# Your objective
State how many lines in the listing below include the string "when". The answer is the number alone.

--- START ---

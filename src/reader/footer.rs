//! Table footer location and loading.
//!
//! All of a table's metadata hangs off the end of its file region: the last
//! byte stores the postscript size, the postscript stores the footer length,
//! and the footer describes every stripe. Loading walks these hops backward,
//! validating each stored length against the file length before reading.

use tracing::debug;

use crate::error::ReaderError;
use crate::format::{Postscript, TableFooter, POSTSCRIPT_SIZE_LENGTH};
use crate::source::RegionSource;

/// Load the table footer from the trailing region of `source`.
///
/// Returns `Ok(None)` for a zero-length region: a table that has never been
/// written has no trailer at all. Any other length must hold a complete,
/// self-consistent trailer.
///
/// # Errors
/// - [`ReaderError::InvalidFooter`] when a stored length points outside the
///   file or a stripe extends past the data region
/// - [`ReaderError::Format`] when the postscript or footer bytes are invalid
/// - [`ReaderError::Source`] when a read fails
pub async fn read_table_footer<S: RegionSource>(
    source: &S,
) -> Result<Option<TableFooter>, ReaderError> {
    let file_length = source.size().await?;
    if file_length == 0 {
        return Ok(None);
    }

    let size_length = POSTSCRIPT_SIZE_LENGTH as u64;
    let size_byte = source
        .read_range(file_length - size_length, POSTSCRIPT_SIZE_LENGTH)
        .await?;
    let postscript_size = u64::from(size_byte[0]);

    if postscript_size + size_length > file_length {
        return Err(ReaderError::InvalidFooter(format!(
            "postscript of {} bytes does not fit in a {}-byte file",
            postscript_size, file_length
        )));
    }

    let postscript_offset = file_length - size_length - postscript_size;
    let postscript_bytes = source
        .read_range(postscript_offset, postscript_size as usize)
        .await?;
    let postscript = Postscript::decode(&postscript_bytes)?;

    let footer_length = postscript.footer_length;
    let trailer_length = footer_length
        .checked_add(postscript_size + size_length)
        .filter(|trailer| *trailer <= file_length);
    if trailer_length.is_none() {
        return Err(ReaderError::InvalidFooter(format!(
            "footer of {} bytes does not fit ahead of the postscript",
            footer_length
        )));
    }

    let footer_offset = postscript_offset - footer_length;
    let footer_bytes = source
        .read_range(footer_offset, footer_length as usize)
        .await?;
    let footer = TableFooter::decode(&footer_bytes)?;

    // Everything before the footer is the data region; no stripe may reach
    // into the trailer.
    let data_region_length = footer_offset;
    for (index, stripe) in footer.stripes.iter().enumerate() {
        let extent = stripe
            .skip_list_length
            .checked_add(stripe.data_length)
            .and_then(|length| length.checked_add(stripe.footer_length))
            .and_then(|length| stripe.file_offset.checked_add(length))
            .filter(|end| *end <= data_region_length);
        if extent.is_none() {
            return Err(ReaderError::InvalidFooter(format!(
                "stripe {} extends past the {}-byte data region",
                index, data_region_length
            )));
        }
    }

    debug!(
        stripes = footer.stripes.len(),
        block_row_count = footer.block_row_count,
        "loaded table footer"
    );

    Ok(Some(footer))
}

--- END ---

# Your solution
3